### [Source records]
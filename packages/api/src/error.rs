use axum::{
    Json,
    http::{HeaderValue, StatusCode},
    response::{IntoResponse, Response},
};
use serde::Serialize;

/// Whether a failure is interesting enough to get an opaque error id.
/// Client mistakes are ignored; server-side failures are reported so the
/// id in the response can be matched against the logs.
#[derive(Debug, Clone, Copy, PartialEq, Eq)]
enum ReportPolicy {
    Ignore,
    Report,
}

#[derive(Debug, Clone)]
pub struct ApiError {
    status: StatusCode,
    public_code: &'static str,
    public_message: Option<String>,
    report_policy: ReportPolicy,
}

impl ApiError {
    fn new(
        status: StatusCode,
        public_code: &'static str,
        public_message: Option<String>,
        report_policy: ReportPolicy,
    ) -> Self {
        Self {
            status,
            public_code,
            public_message,
            report_policy,
        }
    }

    pub fn internal(msg: impl Into<String>) -> Self {
        let msg = msg.into();
        tracing::error!("Internal error: {}", msg);
        Self::new(
            StatusCode::INTERNAL_SERVER_ERROR,
            "INTERNAL_ERROR",
            None,
            ReportPolicy::Report,
        )
    }

    pub fn not_found(msg: impl Into<String>) -> Self {
        let msg = msg.into();
        tracing::warn!("Not found: {}", msg);
        Self::new(
            StatusCode::NOT_FOUND,
            "NOT_FOUND",
            Some(msg),
            ReportPolicy::Ignore,
        )
    }

    pub fn bad_request(msg: impl Into<String>) -> Self {
        let msg = msg.into();
        tracing::warn!("Bad request: {}", msg);
        Self::new(
            StatusCode::BAD_REQUEST,
            "BAD_REQUEST",
            Some(msg),
            ReportPolicy::Ignore,
        )
    }

    pub fn unauthorized(msg: impl Into<String>) -> Self {
        let msg = msg.into();
        tracing::warn!("Unauthorized: {}", msg);
        Self::new(
            StatusCode::UNAUTHORIZED,
            "UNAUTHORIZED",
            Some(msg),
            ReportPolicy::Ignore,
        )
    }

    pub fn forbidden(msg: impl Into<String>) -> Self {
        let msg = msg.into();
        tracing::warn!("Forbidden: {}", msg);
        Self::new(
            StatusCode::FORBIDDEN,
            "FORBIDDEN",
            Some(msg),
            ReportPolicy::Ignore,
        )
    }

    pub fn conflict(msg: impl Into<String>) -> Self {
        let msg = msg.into();
        tracing::warn!("Conflict: {}", msg);
        Self::new(
            StatusCode::CONFLICT,
            "CONFLICT",
            Some(msg),
            ReportPolicy::Ignore,
        )
    }

    pub fn unprocessable(msg: impl Into<String>) -> Self {
        let msg = msg.into();
        tracing::warn!("Unprocessable entity: {}", msg);
        Self::new(
            StatusCode::UNPROCESSABLE_ENTITY,
            "UNPROCESSABLE_ENTITY",
            Some(msg),
            ReportPolicy::Ignore,
        )
    }

    pub fn status(&self) -> StatusCode {
        self.status
    }

    pub fn code(&self) -> &'static str {
        self.public_code
    }
}

impl IntoResponse for ApiError {
    fn into_response(self) -> Response {
        #[derive(Serialize)]
        struct ErrorEnvelope<'a> {
            error: ErrorBody<'a>,
        }

        #[derive(Serialize)]
        struct ErrorBody<'a> {
            code: &'a str,
            #[serde(skip_serializing_if = "Option::is_none")]
            id: Option<&'a str>,
            message: &'a str,
        }

        let public_message = self
            .public_message
            .as_deref()
            .unwrap_or_else(|| self.status.canonical_reason().unwrap_or("Error"));

        let error_id = match self.report_policy {
            ReportPolicy::Report => Some(uuid::Uuid::new_v4().to_string()),
            ReportPolicy::Ignore => None,
        };

        if let Some(id) = error_id.as_deref() {
            tracing::error!(error_id = %id, code = self.public_code, "Request failed");
        }

        let mut response = (
            self.status,
            Json(ErrorEnvelope {
                error: ErrorBody {
                    code: self.public_code,
                    id: error_id.as_deref(),
                    message: public_message,
                },
            }),
        )
            .into_response();

        if let Some(id) = error_id.as_deref() {
            if let Ok(v) = HeaderValue::from_str(id) {
                response.headers_mut().insert("x-error-id", v);
            }
        }

        response
    }
}

impl From<sea_orm::DbErr> for ApiError {
    fn from(err: sea_orm::DbErr) -> Self {
        tracing::error!("Database error: {:?}", err);
        Self::new(
            StatusCode::INTERNAL_SERVER_ERROR,
            "DATABASE_ERROR",
            None,
            ReportPolicy::Report,
        )
    }
}

impl From<sea_orm::TransactionError<ApiError>> for ApiError {
    fn from(err: sea_orm::TransactionError<ApiError>) -> Self {
        match err {
            sea_orm::TransactionError::Connection(db_err) => db_err.into(),
            sea_orm::TransactionError::Transaction(api_err) => api_err,
        }
    }
}

impl From<std::io::Error> for ApiError {
    fn from(err: std::io::Error) -> Self {
        tracing::error!("IO error: {:?}", err);
        Self::new(
            StatusCode::INTERNAL_SERVER_ERROR,
            "IO_ERROR",
            None,
            ReportPolicy::Report,
        )
    }
}

impl From<serde_json::Error> for ApiError {
    fn from(err: serde_json::Error) -> Self {
        // Parsing errors are user-caused. Keep the message.
        Self::bad_request(format!("JSON error: {}", err))
    }
}

impl From<std::num::ParseIntError> for ApiError {
    fn from(err: std::num::ParseIntError) -> Self {
        Self::bad_request(format!("Invalid number format: {}", err))
    }
}

impl From<jsonwebtoken::errors::Error> for ApiError {
    fn from(err: jsonwebtoken::errors::Error) -> Self {
        Self::unauthorized(format!("JWT error: {}", err))
    }
}

impl std::error::Error for ApiError {}

impl std::fmt::Display for ApiError {
    fn fmt(&self, f: &mut std::fmt::Formatter<'_>) -> std::fmt::Result {
        write!(f, "{}: {}", self.status, self.public_code)
    }
}

// Convenience macros for quick error creation
#[macro_export]
macro_rules! internal {
    ($($arg:tt)*) => { $crate::error::ApiError::internal(format!($($arg)*)) };
}

#[macro_export]
macro_rules! not_found {
    ($($arg:tt)*) => { $crate::error::ApiError::not_found(format!($($arg)*)) };
}

#[macro_export]
macro_rules! bad_request {
    ($($arg:tt)*) => { $crate::error::ApiError::bad_request(format!($($arg)*)) };
}

#[macro_export]
macro_rules! forbidden {
    ($($arg:tt)*) => { $crate::error::ApiError::forbidden(format!($($arg)*)) };
}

### [Exercise]
Restate the data word for word.

### [Output of the exercise]
filename packages/api/src/error.rs
use axum::{
    Json,
    http::{HeaderValue, StatusCode},
    response::{IntoResponse, Response},
};
use serde::Serialize;

/// Whether a failure is interesting enough to get an opaque error id.
/// Client mistakes are ignored; server-side failures are reported so the
/// id in the response can be matched against the logs.
#[derive(Debug, Clone, Copy, PartialEq, Eq)]
enum ReportPolicy {
    Ignore,
    Report,
}

#[derive(Debug, Clone)]
pub struct ApiError {
    status: StatusCode,
    public_code: &'static str,
    public_message: Option<String>,
    report_policy: ReportPolicy,
}

impl ApiError {
    fn new(
        status: StatusCode,
        public_code: &'static str,
        public_message: Option<String>,
        report_policy: ReportPolicy,
    ) -> Self {
        Self {
            status,
            public_code,
            public_message,
            report_policy,
        }
    }

    pub fn internal(msg: impl Into<String>) -> Self {
        let msg = msg.into();
        tracing::error!("Internal error: {}", msg);
        Self::new(
            StatusCode::INTERNAL_SERVER_ERROR,
            "INTERNAL_ERROR",
            None,
            ReportPolicy::Report,
        )
    }

    pub fn not_found(msg: impl Into<String>) -> Self {
        let msg = msg.into();
        tracing::warn!("Not found: {}", msg);
        Self::new(
            StatusCode::NOT_FOUND,
            "NOT_FOUND",
            Some(msg),
            ReportPolicy::Ignore,
        )
    }

    pub fn bad_request(msg: impl Into<String>) -> Self {
        let msg = msg.into();
        tracing::warn!("Bad request: {}", msg);
        Self::new(
            StatusCode::BAD_REQUEST,
            "BAD_REQUEST",
            Some(msg),
            ReportPolicy::Ignore,
        )
    }

    pub fn unauthorized(msg: impl Into<String>) -> Self {
        let msg = msg.into();
        tracing::warn!("Unauthorized: {}", msg);
        Self::new(
            StatusCode::UNAUTHORIZED,
            "UNAUTHORIZED",
            Some(msg),
            ReportPolicy::Ignore,
        )
    }

    pub fn forbidden(msg: impl Into<String>) -> Self {
        let msg = msg.into();
        tracing::warn!("Forbidden: {}", msg);
        Self::new(
            StatusCode::FORBIDDEN,
            "FORBIDDEN",
            Some(msg),
            ReportPolicy::Ignore,
        )
    }

    pub fn conflict(msg: impl Into<String>) -> Self {
        let msg = msg.into();
        tracing::warn!("Conflict: {}", msg);
        Self::new(
            StatusCode::CONFLICT,
            "CONFLICT",
            Some(msg),
            ReportPolicy::Ignore,
        )
    }

    pub fn unprocessable(msg: impl Into<String>) -> Self {
        let msg = msg.into();
        tracing::warn!("Unprocessable entity: {}", msg);
        Self::new(
            StatusCode::UNPROCESSABLE_ENTITY,
            "UNPROCESSABLE_ENTITY",
            Some(msg),
            ReportPolicy::Ignore,
        )
    }

    pub fn status(&self) -> StatusCode {
        self.status
    }

    pub fn code(&self) -> &'static str {
        self.public_code
    }
}

impl IntoResponse for ApiError {
    fn into_response(self) -> Response {
        #[derive(Serialize)]
        struct ErrorEnvelope<'a> {
            error: ErrorBody<'a>,
        }

        #[derive(Serialize)]
        struct ErrorBody<'a> {
            code: &'a str,
            #[serde(skip_serializing_if = "Option::is_none")]
            id: Option<&'a str>,
            message: &'a str,
        }

        let public_message = self
            .public_message
            .as_deref()
            .unwrap_or_else(|| self.status.canonical_reason().unwrap_or("Error"));

        let error_id = match self.report_policy {
            ReportPolicy::Report => Some(uuid::Uuid::new_v4().to_string()),
            ReportPolicy::Ignore => None,
        };

        if let Some(id) = error_id.as_deref() {
            tracing::error!(error_id = %id, code = self.public_code, "Request failed");
        }

        let mut response = (
            self.status,
            Json(ErrorEnvelope {
                error: ErrorBody {
                    code: self.public_code,
                    id: error_id.as_deref(),
                    message: public_message,
                },
            }),
        )
            .into_response();

        if let Some(id) = error_id.as_deref() {
            if let Ok(v) = HeaderValue::from_str(id) {
                response.headers_mut().insert("x-error-id", v);
            }
        }

        response
    }
}

impl From<sea_orm::DbErr> for ApiError {
    fn from(err: sea_orm::DbErr) -> Self {
        tracing::error!("Database error: {:?}", err);
        Self::new(
            StatusCode::INTERNAL_SERVER_ERROR,
            "DATABASE_ERROR",
            None,
            ReportPolicy::Report,
        )
    }
}

impl From<sea_orm::TransactionError<ApiError>> for ApiError {
    fn from(err: sea_orm::TransactionError<ApiError>) -> Self {
        match err {
            sea_orm::TransactionError::Connection(db_err) => db_err.into(),
            sea_orm::TransactionError::Transaction(api_err) => api_err,
        }
    }
}

impl From<std::io::Error> for ApiError {
    fn from(err: std::io::Error) -> Self {
        tracing::error!("IO error: {:?}", err);
        Self::new(
            StatusCode::INTERNAL_SERVER_ERROR,
            "IO_ERROR",
            None,
            ReportPolicy::Report,
        )
    }
}

impl From<serde_json::Error> for ApiError {
    fn from(err: serde_json::Error) -> Self {
        // Parsing errors are user-caused. Keep the message.
        Self::bad_request(format!("JSON error: {}", err))
    }
}

impl From<std::num::ParseIntError> for ApiError {
    fn from(err: std::num::ParseIntError) -> Self {
        Self::bad_request(format!("Invalid number format: {}", err))
    }
}

impl From<jsonwebtoken::errors::Error> for ApiError {
    fn from(err: jsonwebtoken::errors::Error) -> Self {
        Self::unauthorized(format!("JWT error: {}", err))
    }
}

impl std::error::Error for ApiError {}

impl std::fmt::Display for ApiError {
    fn fmt(&self, f: &mut std::fmt::Formatter<'_>) -> std::fmt::Result {
        write!(f, "{}: {}", self.status, self.public_code)
    }
}

// Convenience macros for quick error creation
#[macro_export]
macro_rules! internal {
    ($($arg:tt)*) => { $crate::error::ApiError::internal(format!($($arg)*)) };
}

#[macro_export]
macro_rules! not_found {
    ($($arg:tt)*) => { $crate::error::ApiError::not_found(format!($($arg)*)) };
}

#[macro_export]
macro_rules! bad_request {
    ($($arg:tt)*) => { $crate::error::ApiError::bad_request(format!($($arg)*)) };
}

#[macro_export]
macro_rules! forbidden {
    ($($arg:tt)*) => { $crate::error::ApiError::forbidden(format!($($arg)*)) };
}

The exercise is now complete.